本を読んで損しただけなのか
- 井上靜

- 2021年11月23日
- 読了時間: 2分
90年代に書かれた社会科学系の本を何冊も再び読みなおした。
あの当時に書かれた本は、この先の世界はこう変わるという予測をすることが流行していた。それで当たっている本は無い。政治も経済も、時勢につけこんで主観的な願望を語っているものは最初から嘘であることはもちろんだが、冷静に歴史的な分析をしているものでも、そこから先を推定すると外れてばかりである。これがあまりにも酷いので、過去の分析も実は間違っていたから、未来の予想も当然ながら当たらないのではないかと思ってしまう。
これに比べるとSF小説の方がはるかに当たっている。
ただし、科学的な発展は予想が外れてばかりである。これは昔から指摘されていることだが、そう簡単に短い間に科学が発展することはありえないからだ。
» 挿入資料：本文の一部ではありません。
//! Outbound adapters implementing domain ports for external infrastructure.
//!
//! - **cache**: Redis and in-process roster caches
//! - **directory**: HTTP client for the on-call directory
//! - **persistence**: PostgreSQL book inventory using Diesel ORM
//!
//! Adapters translate between domain types and infrastructure
//! representations. They contain no business logic.

pub mod cache;
pub mod directory;
pub mod persistence;
//! Tests for the roster cache primer.

use std::sync::Arc;
use std::sync::atomic::{AtomicUsize, Ordering};
use std::time::Duration;

use async_trait::async_trait;
use mockall::predicate::eq;
use rstest::{fixture, rstest};

use super::*;
use crate::domain::OnCallRoster;
use crate::domain::ports::{MockOnCallSource, MockRosterCache};
use crate::domain::test_rosters::{key, roster_of};

#[fixture]
fn config() -> CachePrimerConfig {
    CachePrimerConfig {
        keys: vec![key("oncall"), key("oncall-db")],
        refresh_interval: Duration::from_secs(3600),
        ttl: Duration::from_secs(300),
        operation_timeout: Duration::from_millis(100),
    }
}

#[rstest]
#[tokio::test]
async fn prime_once_writes_every_key(config: CachePrimerConfig) {
    let mut source = MockOnCallSource::new();
    source
        .expect_fetch()
        .times(2)
        .returning(|_| Ok(roster_of(&["Ana"])));
    let mut cache = MockRosterCache::new();
    cache
        .expect_set()
        .withf(|_, _, ttl| *ttl == Duration::from_secs(300))
        .times(2)
        .returning(|_, _, _| Ok(()));
    cache.expect_get().never();
    let primer = CachePrimer::new(Arc::new(cache), Arc::new(source), config);

    let report = primer.prime_once().await;

    assert!(report.is_success());
    assert_eq!(report.primed, vec![key("oncall"), key("oncall-db")]);
    assert_eq!(primer.state(), PrimerState::Idle);
}

#[rstest]
#[tokio::test]
async fn failing_key_does_not_abort_cycle(config: CachePrimerConfig) {
    let mut source = MockOnCallSource::new();
    source
        .expect_fetch()
        .with(eq(key("oncall")))
        .return_once(|_| Err(OnCallSourceError::unavailable("directory down")));
    source
        .expect_fetch()
        .with(eq(key("oncall-db")))
        .return_once(|_| Ok(roster_of(&["Bo"])));
    let mut cache = MockRosterCache::new();
    cache
        .expect_set()
        .withf(|k, _, _| k.as_str() == "oncall-db")
        .times(1)
        .return_once(|_, _, _| Ok(()));
    let primer = CachePrimer::new(Arc::new(cache), Arc::new(source), config);

    let report = primer.prime_once().await;

    assert_eq!(report.primed, vec![key("oncall-db")]);
    assert_eq!(report.failures.len(), 1);
    assert_eq!(report.failures[0].0, key("oncall"));
    assert!(report.failures[0].1.contains("directory down"));
    assert_eq!(primer.state(), PrimerState::Failed);
}

#[rstest]
#[tokio::test]
async fn cache_write_failure_counts_as_key_failure(config: CachePrimerConfig) {
    let mut source = MockOnCallSource::new();
    source.expect_fetch().returning(|_| Ok(roster_of(&["Ana"])));
    let mut cache = MockRosterCache::new();
    cache
        .expect_set()
        .returning(|_, _, _| Err(RosterCacheError::backend("redis gone")));
    let primer = CachePrimer::new(Arc::new(cache), Arc::new(source), config);

    let report = primer.prime_once().await;

    assert!(report.primed.is_empty());
    assert_eq!(report.failures.len(), 2);
    assert_eq!(primer.state(), PrimerState::Failed);
}

/// Source that counts fetches and fails every call when `fail` is set.
#[derive(Default)]
struct CountingSource {
    fetches: AtomicUsize,
    fail: bool,
}

#[async_trait]
impl OnCallSource for CountingSource {
    async fn fetch(&self, _key: &CacheKey) -> Result<OnCallRoster, OnCallSourceError> {
        self.fetches.fetch_add(1, Ordering::SeqCst);
        if self.fail {
            Err(OnCallSourceError::unavailable("directory down"))
        } else {
            Ok(roster_of(&["Ana"]))
        }
    }
}

fn accepting_cache() -> MockRosterCache {
    let mut cache = MockRosterCache::new();
    cache.expect_set().returning(|_, _, _| Ok(()));
    cache
}

async fn wait_for_fetches(source: &CountingSource, at_least: usize) {
    tokio::time::timeout(Duration::from_secs(5), async {
        while source.fetches.load(Ordering::SeqCst) < at_least {
            tokio::time::sleep(Duration::from_millis(5)).await;
        }
    })
    .await
    .expect("primer reached the expected fetch count");
}

#[tokio::test]
async fn spawned_primer_primes_at_start_and_on_request() {
    let source = Arc::new(CountingSource::default());
    let primer = Arc::new(CachePrimer::new(
        Arc::new(accepting_cache()),
        source.clone(),
        CachePrimerConfig {
            keys: vec![key("oncall")],
            ..config()
        },
    ));

    let handle = primer.spawn();
    wait_for_fetches(&source, 1).await;
    handle.trigger().request();
    wait_for_fetches(&source, 2).await;

    tokio::time::timeout(Duration::from_secs(5), handle.shutdown())
        .await
        .expect("primer stops promptly");
}

#[tokio::test]
async fn failed_cycle_settles_back_to_idle() {
    let source = Arc::new(CountingSource {
        fail: true,
        ..CountingSource::default()
    });
    let primer = Arc::new(CachePrimer::new(
        Arc::new(accepting_cache()),
        source.clone(),
        CachePrimerConfig {
            keys: vec![key("oncall")],
            ..config()
        },
    ));

    let handle = Arc::clone(&primer).spawn();
    wait_for_fetches(&source, 1).await;
    tokio::time::timeout(Duration::from_secs(5), async {
        while primer.state() != PrimerState::Idle {
            tokio::time::sleep(Duration::from_millis(5)).await;
        }
    })
    .await
    .expect("state settles");

    assert_eq!(handle.state(), PrimerState::Idle);
    handle.shutdown().await;
}

#[tokio::test]
async fn interval_ticks_drive_further_cycles() {
    let source = Arc::new(CountingSource::default());
    let primer = Arc::new(CachePrimer::new(
        Arc::new(accepting_cache()),
        source.clone(),
        CachePrimerConfig {
            keys: vec![key("oncall")],
            refresh_interval: Duration::from_millis(20),
            ..config()
        },
    ));

    let handle = primer.spawn();
    wait_for_fetches(&source, 3).await;
    handle.shutdown().await;
}

#[tokio::test]
async fn failing_source_is_retried_on_the_next_tick() {
    let source = Arc::new(CountingSource {
        fail: true,
        ..CountingSource::default()
    });
    let primer = Arc::new(CachePrimer::new(
        Arc::new(accepting_cache()),
        source.clone(),
        CachePrimerConfig {
            keys: vec![key("oncall")],
            refresh_interval: Duration::from_millis(20),
            ..config()
        },
    ));

    let handle = primer.spawn();
    wait_for_fetches(&source, 2).await;
    handle.shutdown().await;
}

/// Source that takes `delay` to answer and records started and finished calls.
struct SlowSource {
    delay: Duration,
    started: AtomicUsize,
    finished: AtomicUsize,
}

impl SlowSource {
    fn new(delay: Duration) -> Self {
        Self {
            delay,
            started: AtomicUsize::new(0),
            finished: AtomicUsize::new(0),
        }
    }
}

#[async_trait]
impl OnCallSource for SlowSource {
    async fn fetch(&self, _key: &CacheKey) -> Result<OnCallRoster, OnCallSourceError> {
        self.started.fetch_add(1, Ordering::SeqCst);
        tokio::time::sleep(self.delay).await;
        self.finished.fetch_add(1, Ordering::SeqCst);
        Ok(roster_of(&["Ana"]))
    }
}

#[tokio::test]
async fn shutdown_waits_for_the_running_cycle() {
    let source = Arc::new(SlowSource::new(Duration::from_millis(40)));
    let primer = Arc::new(CachePrimer::new(
        Arc::new(accepting_cache()),
        source.clone(),
        CachePrimerConfig {
            keys: vec![key("oncall"), key("oncall-db"), key("oncall-web")],
            operation_timeout: Duration::from_secs(1),
            ..config()
        },
    ));

    let handle = primer.spawn();
    tokio::time::timeout(Duration::from_secs(5), async {
        while source.started.load(Ordering::SeqCst) == 0 {
            tokio::time::sleep(Duration::from_millis(1)).await;
        }
    })
    .await
    .expect("first fetch starts");
    tokio::time::timeout(Duration::from_secs(5), handle.shutdown())
        .await
        .expect("primer stops after its cycle");

    assert_eq!(source.finished.load(Ordering::SeqCst), 3);
}

#[rstest]
#[tokio::test]
async fn stalled_source_is_bounded_by_operation_timeout(config: CachePrimerConfig) {
    let primer = CachePrimer::new(
        Arc::new(accepting_cache()),
        Arc::new(SlowSource::new(Duration::from_secs(30))),
        config,
    );

    let report = tokio::time::timeout(Duration::from_secs(2), primer.prime_once())
        .await
        .expect("cycle finishes within the outer guard");

    assert!(report.primed.is_empty());
    assert_eq!(report.failures.len(), 2);
    for (_, reason) in &report.failures {
        assert!(reason.contains("no answer within 100ms"), "{reason}");
    }
    assert_eq!(primer.state(), PrimerState::Failed);
}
しかも、そのうえ人間の限界があって、体力も知力もせいぜいこの程度で終わりということが解ってきた。
ところが、社会が危ない方向に進んでいくという点では、ことごとく当たっている。今の現実で誰にとっても好ましくないことは、昔のSF小説で描かれていることばかりだ。
前に雑誌で読んだ漫画で、こんな場面があった。
将棋やチェスの手は考え尽くされてしまったので、それを総て組み込んだコンピューターには名人でも勝てない。しかし、その将棋ゲームのソフトをプログラムした人は、あまり将棋の手を知らなかった。それを知っている人が、自分の方が知っているから楽勝だと思って試す。やはり簡単に勝てそうだった。ところがそこへ「地震だ」という字が画面に出て、画面が揺れて駒が滅茶苦茶になる。それでゲームオーバー。

これはギャグとして描かれていることだが、この調子で現実の世界も動いているのではないか。それで空想とかフィクションとか言われる話の方が、よほど実現しているのではないか。